Pain In The Neck

Pain in the neck is what brought me to the brink, broadsided by a white Ford Explorer at 40-miles-per-hour in the side sliding passenger door of my Honda Odyssey minivan eight years ago en route to an MRI for neck and thoracic pain. A pain I imagine began sometime around my third child and after my mother moved to Colorado. Lying sideways, suspended by a seat belt harness, my burning ear smashed into the side curtain airbag, suffocating by fumes of smoke, I exhaled a sigh of relief my children were not with me. How did I wind up here? My life needed to slow down except for the 8-month-old child with RSV at home, my fourth, who needed his mother’s milk and care. Shards of broken glass poking out of my blood stained flesh, a pounding hematoma in my left ear, interrupted by a constant ringing from the firecracker explosion of impact, warm salty tears of exasperation and hopelessness consumed me.

“No wonder you have pain in your neck,” my mother stated with gusto when the pain became debilitating “you have four kids!” Turned into “You have no business getting a job with four kids,” upping the ante to prove her wrong and bring further purpose to my life consumed by children. My career on the back burner for years of child rearing, I could no longer stomach the loss of career satisfaction, positive performance evaluations, a sense of importance in board meetings, or merely using my God given talents clearing out the cobwebs in my brain to problem solve a solution that didn’t involve coordinating preschool tuition or sports activities.

My husband in tune with his work-life balance needs became the Forrest Gump of marathon running. Logging miles running further and faster with each new child, he knew how to take care of himself. I should’ve taken a lesson from his playbook.

The increasing pain in the neck was ultimately the breaking point for me. It’s easy to get sucked into the vacuum of career responsibilities and children’s activities losing sight of the fact that I must be whole to be successful as a parent and spouse. What did I need to survive?

Years of Botox injections to dull the pain left me with the wrinkle-free back of a twenty-year-old. Acupuncture, chiropractor, cortisone blocks, nerve burning rhizotomies in my neck, physical therapy, and prescription medication at any expense, there was no stone unturned, no path untraveled, or so I thought.

A life altering reset at the crossroads of unmanageable pain and a life worth living was the wake up call I desperately needed. Forced to relocate across country when my husband’s company of 15 years closed its Colorado office, I was open to the possibility of change.

A conscious choice to live life in balance was a gift I gave myself with relocation nearly three years ago. Forced to abandon my career climb in motherhood and marriage was something my mother could understand first-hand. Breaking free of mother’s control and doctors who no longer worked for me, I set my sights on the progressive Zen of Portland Oregon where nobody knew my name or capabilities. I found time for yoga, bicycling, reading, writing, reading, playing violin in an orchestra, and volunteering, activities that filled my soul and released my shoulders from captivity.
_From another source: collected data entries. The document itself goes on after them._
#[cfg(test)]
mod tests {
    use pretty_assertions::assert_eq;

    use super::*;

    fn snapshot() -> RepoSnapshot {
        RepoSnapshot {
            display_name: "alice/repo1".to_string(),
            description: "A repo".to_string(),
            star_count: 1500,
            fork_count: 12,
            primary_language: "Rust".to_string(),
            last_updated: Some(time::macros::date!(2024 - 03 - 05)),
            topics: vec!["cli".to_string(), "svg".to_string()],
            license_label: Some("MIT".to_string()),
            is_private: false,
        }
    }

    /// All `#rrggbb` colors in a document.
    fn colors(doc: &str) -> Vec<String> {
        let mut out = Vec::new();
        for (index, _) in doc.match_indices('#') {
            let candidate = &doc[index + 1..];
            let hex: String = candidate
                .chars()
                .take_while(|c| c.is_ascii_hexdigit())
                .collect();
            if hex.len() == 6 {
                out.push(format!("#{}", hex));
            }
        }
        out
    }

    fn unescape(value: &str) -> String {
        value
            .replace("&lt;", "<")
            .replace("&gt;", ">")
            .replace("&quot;", "\"")
            .replace("&amp;", "&")
    }

    /// Tags carrying more than one style binding.
    fn elements_with_conflicting_styles(doc: &str) -> Vec<String> {
        doc.split('<')
            .skip(1)
            .map(|x| x.split('>').next().unwrap_or_default())
            .filter(|tag| {
                let bindings = [" class=", " style=", " fill=", " font-size=", " stroke="]
                    .iter()
                    .filter(|attr| tag.contains(*attr))
                    .count();
                bindings > 1
            })
            .map(|x| x.to_string())
            .collect()
    }

    #[test]
    fn test_escape() {
        assert_eq!(escape(""), "");
        assert_eq!(escape("plain"), "plain");
        assert_eq!(
            escape(r#"<a href="x">Tom & Jerry</a>"#),
            "&lt;a href=&quot;x&quot;&gt;Tom &amp; Jerry&lt;/a&gt;"
        );
        assert_eq!(escape("&amp;"), "&amp;amp;");
    }

    #[test]
    fn test_escape_removes_raw_markup_and_round_trips() {
        let inputs = [
            "&",
            "<script>alert(1)</script>",
            r#"" onload="evil()"#,
            "a && b > c < d",
            "&lt; already escaped &gt;",
        ];
        for input in inputs {
            let escaped = escape(input);
            assert!(!escaped.contains('<'));
            assert!(!escaped.contains('>'));
            assert!(!escaped.contains('"'));
            assert!(escaped
                .match_indices('&')
                .all(|(i, _)| ["&amp;", "&lt;", "&gt;", "&quot;"]
                    .iter()
                    .any(|e| escaped[i..].starts_with(e))));
            assert_eq!(unescape(&escaped), input);
        }
    }

    #[test]
    fn test_pretty_number() {
        assert_eq!(pretty_number(0), "0");
        assert_eq!(pretty_number(999), "999");
        assert_eq!(pretty_number(1000), "1k");
        assert_eq!(pretty_number(1049), "1k");
        assert_eq!(pretty_number(1050), "1.1k");
        assert_eq!(pretty_number(1250), "1.3k");
        assert_eq!(pretty_number(1500), "1.5k");
        assert_eq!(pretty_number(2000), "2k");
        assert_eq!(pretty_number(12_345), "12.3k");
        assert_eq!(pretty_number(999_999), "1000k");
    }

    #[test]
    fn test_format_date() {
        assert_eq!(
            format_date(Some(time::macros::date!(2024 - 03 - 05))),
            "Mar 5, 2024"
        );
        assert_eq!(
            format_date(Some(time::macros::date!(2023 - 12 - 31))),
            "Dec 31, 2023"
        );
        assert_eq!(format_date(None), "Unknown");
    }

    #[test]
    fn test_topics_label() {
        let topics = |xs: &[&str]| xs.iter().map(|x| x.to_string()).collect::<Vec<_>>();

        assert_eq!(
            topics_label(&topics(&["a", "b", "c", "d", "e"])),
            "a, b, c..."
        );
        assert_eq!(topics_label(&topics(&["a", "b", "c"])), "a, b, c");
        assert_eq!(topics_label(&topics(&["a", "b"])), "a, b");
        assert_eq!(topics_label(&[]), "");
        assert_eq!(topics_label(&topics(&["<x>"])), "&lt;x&gt;");
    }

    #[test]
    fn test_render_success_content() {
        let doc = render_success(&snapshot(), Theme::Radical, &CardOptions::default());

        assert!(doc.starts_with("<?xml"));
        assert!(doc.trim_end().ends_with("</svg>"));
        assert!(doc.contains(r#"class="title">alice/repo1</text>"#));
        assert!(doc.contains(">A repo</div>"));
        assert!(doc.contains(r#"class="value">Rust</text>"#));
        assert!(doc.contains(r#"class="value">1.5k</text>"#));
        assert!(doc.contains(r#"class="value">12</text>"#));
        assert!(doc.contains(r#"class="muted">cli, svg</text>"#));
        assert!(doc.contains(r#"class="muted">Mar 5, 2024</text>"#));
        assert!(doc.contains(r#"class="muted">MIT</text>"#));
        assert!(doc.contains(">Public</text>"));
    }

    #[test]
    fn test_render_success_escapes_dynamic_values() {
        let snapshot = RepoSnapshot {
            display_name: "a&b/<repo>".to_string(),
            description: r#"<script>"x"</script>"#.to_string(),
            primary_language: "C<>".to_string(),
            topics: vec!["t&t".to_string()],
            license_label: Some("<MIT>".to_string()),
            ..snapshot()
        };

        let doc = render_success(&snapshot, Theme::Dark, &CardOptions::default());
        assert!(!doc.contains("<script>"));
        assert!(!doc.contains("<repo>"));
        assert!(doc.contains(r#"aria-label="a&amp;b/&lt;repo&gt;""#));
        assert!(doc.contains("&lt;script&gt;&quot;x&quot;&lt;/script&gt;"));
        assert!(doc.contains(">C&lt;&gt;</text>"));
        assert!(doc.contains(">t&amp;t</text>"));
        assert!(doc.contains(">&lt;MIT&gt;</text>"));
    }

    #[test]
    fn test_render_success_truncates_topics() {
        let snapshot = RepoSnapshot {
            topics: ["a", "b", "c", "d", "e"]
                .iter()
                .map(|x| x.to_string())
                .collect(),
            ..snapshot()
        };
        let doc = render_success(&snapshot, Theme::Radical, &CardOptions::default());
        assert!(doc.contains(r#"class="muted">a, b, c...</text>"#));

        let snapshot = RepoSnapshot {
            topics: Vec::new(),
            ..snapshot
        };
        let doc = render_success(&snapshot, Theme::Radical, &CardOptions::default());
        assert!(doc.contains(r#"<text x="70" y="0" class="muted"></text>"#));
        assert!(!doc.contains("..."));
    }

    #[test]
    fn test_render_success_omits_missing_license() {
        let with_license = render_success(&snapshot(), Theme::Radical, &CardOptions::default());
        assert_eq!(with_license.matches("License:").count(), 1);

        let snapshot = RepoSnapshot {
            license_label: None,
            ..snapshot()
        };
        let doc = render_success(&snapshot, Theme::Radical, &CardOptions::default());
        assert_eq!(doc.matches("License").count(), 0);
        assert_eq!(
            doc.matches("<g ").count() + 1,
            with_license.matches("<g ").count()
        );
    }

    #[test]
    fn test_render_success_status_marker() {
        let public = render_success(&snapshot(), Theme::Radical, &CardOptions::default());
        assert!(public.contains(&format!(".status-dot {{ fill: {}; }}", PUBLIC_COLOR)));
        assert!(!public.contains(PRIVATE_COLOR));

        let snapshot = RepoSnapshot {
            is_private: true,
            ..snapshot()
        };
        let private = render_success(&snapshot, Theme::Radical, &CardOptions::default());
        assert!(private.contains(&format!(".status-dot {{ fill: {}; }}", PRIVATE_COLOR)));
        assert!(!private.contains(PUBLIC_COLOR));
        assert!(private.contains(">Private</text>"));
    }

    #[test]
    fn test_render_success_border_toggle_keeps_layout() {
        let p = Theme::Dracula.palette();
        let shown = render_success(&snapshot(), Theme::Dracula, &CardOptions::default());
        let hidden = render_success(
            &snapshot(),
            Theme::Dracula,
            &CardOptions { hide_border: true },
        );

        assert!(shown.contains(&format!("stroke: {}; stroke-width: 2;", p.accent)));
        assert!(hidden.contains(&format!("stroke: {}; stroke-width: 0;", p.background)));

        let lines = |doc: &str| doc.lines().count();
        assert_eq!(lines(&shown), lines(&hidden));
        assert_eq!(shown.matches('<').count(), hidden.matches('<').count());
    }

    #[test]
    fn test_render_single_style_binding_per_element() {
        let docs = [
            render_success(&snapshot(), Theme::Light, &CardOptions::default()),
            render_success(&snapshot(), Theme::Light, &CardOptions { hide_border: true }),
            render_error("boom", Theme::Light),
            render_rate_limited(Theme::Light),
        ];
        for doc in docs {
            assert_eq!(elements_with_conflicting_styles(&doc), Vec::<String>::new());
        }
    }

    #[test]
    fn test_render_colors_come_from_theme() {
        for theme in Theme::ALL {
            let p = theme.palette();
            let allowed = [p.background, p.foreground, p.accent];

            for doc in [render_error("oops", theme), render_rate_limited(theme)] {
                for color in colors(&doc) {
                    assert!(allowed.contains(&color.as_str()), "{}: {}", theme, color);
                }
            }

            let doc = render_success(&snapshot(), theme, &CardOptions::default());
            for color in colors(&doc) {
                assert!(
                    allowed.contains(&color.as_str()) || color == PUBLIC_COLOR,
                    "{}: {}",
                    theme,
                    color
                );
            }
        }
    }

    #[test]
    fn test_render_error() {
        let doc = render_error("Repository not found: a/<b>", Theme::Radical);
        assert!(doc.contains(r#"width="520" height="140""#));
        assert!(doc.contains(">⚠️ Error</text>"));
        assert!(doc.contains(r#"class="msg">Repository not found: a/&lt;b&gt;</text>"#));
        assert!(doc.contains(r#"aria-label="Repository not found: a/&lt;b&gt;""#));
    }

    #[test]
    fn test_render_rate_limited_is_static() {
        let without_colors = |theme: Theme| {
            let p = theme.palette();
            render_rate_limited(theme)
                .replace(p.background, "BG")
                .replace(p.foreground, "FG")
                .replace(p.accent, "ACCENT")
        };
        assert_eq!(without_colors(Theme::Dark), without_colors(Theme::Radical));

        let doc = render_rate_limited(Theme::Dark);
        assert!(doc.contains("rate limit"));
        assert!(doc.contains("GITHUB_TOKEN"));
    }
}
Raising four children to change the world is a full-time job and I don’t need a book to tell me to lean-in any further. I’ve learned it’s impossible to achieve balance in dual career families, maintain a marriage, my health and sanity, raise children with respect and integrity, and shatter the glass ceiling. Something’s bound to give!

I’m blessed to have the ability to breathe a sigh of relief and appreciate the sun breaks in Portland. Our children have gained independence in our walk-able hood, simplifying our lives. I now use my creative talents to write and executive abilities to orchestrate a date with my passing ship of a husband between children’s activities, knowing my life is relatively in balance. I have the rest of my life to earn a steady paycheck and we have enough. We even have food in the pantry now that time is manageable!

The pain in the neck is all but a distant memory, until I need a good ass-kicking dose of reality, finding myself with shoulders hiked up to my earlobes resembling a football player in padded uniform. It is then that the children hear “No.” A complete sentence that means mom will not drive you to your friend’s house or to school when you can take the city bus or bike. It’s time to build your own resilience.

Recently we were blessed with another job opportunity to move back to ColoRADo. Who doesn’t love the Rockies and 300 days of sunshine? Long-time friendships and the possibility of plugging back into a community where we had a positive impact. My husband noted the lower cost of living and larger lifestyle as positive assets as well as my mother nearby. But what is the cost of living? I’ve learned to live with less. Less is more. Plugging back in is my problem, and if lifestyle experiences have taught me anything, no amount of pain in the neck is worth revisiting.

When confronted with the possibility of another relocation my three older children yelled “No frickin’ way!” My 8-year-old wanted a house in each city. I don't blame him.

“What would be your choice if you didn’t have children, Colorado or Oregon?” my 15-year-old daughter asked. You’ve got to be kidding me, “the south of France!” Having experienced recovery, I believe anything is possible.